The Republican-controlled state legislature challenged the plan in an appeal to the U.S. Supreme Court, which issued its ruling on Wednesday, March 23.
The rejection was based on the state supreme court’s reading of the Voting Rights Act and its impact on redistricting.
There are currently six state Assembly districts in the Milwaukee area where black voters constitute a majority.
The Evers plan created a seventh district with a majority of voters who would likely be minorities – black and Hispanic primarily.
“The Governor’s Assembly map intentionally created seven majority-black districts – one more than the current map,” the SCOTUS majority wrote in their decision. “The Governor argued that the addition of a seventh majority-black district was necessary for compliance with the [federal] Voting Rights Act.”
The Supreme Court of Wisconsin (SCOWIS) agreed with Evers, but the U.S. Supreme Court disagreed and said that “the [state supreme court] committed legal error...”
In its decision the SCOTUS 7-2 majority approved the challenge to the state high court’s decision.
“[We] grant the petition, reverse the imposition of the Governor’s State Assembly and Senate maps, and remand to the Wisconsin Supreme Court for proceedings consistent with this opinion,” the SCOTUS ordered.
The federal high court cited the federal 1993 case of Shaw v. Reno, saying that “Under the Equal Protection Clause [of the 14th Amendment to the U.S. Constitution], districting maps that sort voters on the basis of race ‘are by their very nature odious.”
In other words, racial quotas of any kind are not permitted, except by very limited considerations within the Voting Rights Act.
In this case, the SCOTUS ruled that the Voting Rights Act (VRA) is violated whenever a plan dilutes the voting power of minorities.
The high court said that the Evers plan did that. His plan reconfigured the six black-majority districts into seven districts, with each of the new districts having a lower majority of black voters than the original six had.
In other words, the SCOTUS found that the Evers plan diluted the percentage of black voters in each district.

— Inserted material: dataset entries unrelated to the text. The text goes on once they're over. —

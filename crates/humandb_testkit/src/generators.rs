//! Property-based test generators using proptest.
//!
//! Generated records are always valid for the store and encodable on the
//! wire: names are non-empty, floats are finite and dates fall between 1970
//! and 2100.

use chrono::{DateTime, NaiveDateTime};
use humandb_core::{Car, Coordinates, HumanBeing, WeaponType};
use humandb_protocol::{Request, Response};
use proptest::prelude::*;

/// Strategy for positive keys and ids.
pub fn positive_strategy() -> impl Strategy<Value = i32> {
    1..=i32::MAX
}

/// Strategy for non-empty names free of tabs and newlines.
pub fn name_strategy() -> impl Strategy<Value = String> {
    prop::string::string_regex("[A-Za-z][A-Za-z0-9_]{0,15}").expect("Invalid regex")
}

/// Strategy for weapon types.
pub fn weapon_type_strategy() -> impl Strategy<Value = WeaponType> {
    prop::sample::select(WeaponType::ALL.to_vec())
}

/// Strategy for creation dates with millisecond precision.
pub fn date_strategy() -> impl Strategy<Value = NaiveDateTime> {
    // 1970-01-01 .. 2100-01-01
    (0i64..4_102_444_800, 0u32..1000).prop_map(|(secs, millis)| {
        DateTime::from_timestamp(secs, millis * 1_000_000)
            .expect("timestamp in range")
            .naive_utc()
    })
}

/// Strategy for complete records.
pub fn record_strategy() -> impl Strategy<Value = HumanBeing> {
    (
        positive_strategy(),
        name_strategy(),
        (-1.0e6f64..1.0e6, any::<i64>()),
        date_strategy(),
        any::<bool>(),
        any::<bool>(),
        any::<i64>(),
        name_strategy(),
        0.0f64..1.0e4,
        weapon_type_strategy(),
        (name_strategy(), any::<bool>()),
    )
        .prop_map(
            |(
                id,
                name,
                (x, y),
                creation_date,
                real_hero,
                has_toothpick,
                impact_speed,
                soundtrack_name,
                minutes_of_waiting,
                weapon_type,
                (car_name, cool),
            )| HumanBeing {
                id,
                name,
                coordinates: Coordinates { x, y },
                creation_date,
                real_hero,
                has_toothpick,
                impact_speed,
                soundtrack_name,
                minutes_of_waiting,
                weapon_type,
                car: Car {
                    name: car_name,
                    cool,
                },
            },
        )
}

/// Strategy for keyed records, as stored in a collection.
pub fn entry_strategy() -> impl Strategy<Value = (i32, HumanBeing)> {
    (positive_strategy(), record_strategy())
}

/// Strategy for requests of every argument shape.
pub fn request_strategy() -> impl Strategy<Value = Request> {
    let command = prop::string::string_regex("[a-z_]{1,26}").expect("Invalid regex");
    (
        command,
        prop::option::of(any::<i32>()),
        prop::option::of(any::<i32>()),
        prop::option::of(record_strategy()),
    )
        .prop_map(|(command, argument, key, record)| Request {
            command,
            argument,
            key,
            record,
        })
}

/// Strategy for responses.
pub fn response_strategy() -> impl Strategy<Value = Response> {
    (
        prop::option::of(".{0,64}"),
        prop::option::of(record_strategy()),
        prop::option::of(prop::collection::vec(entry_strategy(), 0..6)),
    )
        .prop_map(|(message, record, collection)| Response {
            message,
            record,
            collection,
        })
}

/// Configuration for property tests.
#[derive(Debug, Clone)]
pub struct PropTestConfig {
    /// Number of test cases to run.
    pub cases: u32,
    /// Maximum shrink iterations.
    pub max_shrink_iters: u32,
}

impl Default for PropTestConfig {
    fn default() -> Self {
        Self {
            cases: 256,
            max_shrink_iters: 1000,
        }
    }
}

impl PropTestConfig {
    /// Creates a configuration for quick tests.
    #[must_use]
    pub fn quick() -> Self {
        Self {
            cases: 32,
            max_shrink_iters: 100,
        }
    }

    /// Converts to proptest config.
    #[must_use]
    pub fn to_proptest_config(&self) -> ProptestConfig {
        ProptestConfig {
            cases: self.cases,
            max_shrink_iters: self.max_shrink_iters,
            ..ProptestConfig::default()
        }
    }
}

“He provided almost no other evidence of analysis supporting his claim that the VRA required the seven majority-black districts that he drew,” the U.S. Supreme Court ruled.
The SCOTUS ruling ordered the case back to the Wisconsin Supreme Court “for further proceedings not inconsistent with this opinion.”
In other words, the redistricting plan for the state Senate and Assembly district cannot dilute the voting power of the black community – which the U.S. Supreme Court found that the Evers plan did, in its attempt to increase the number of black-majority districts from six to seven.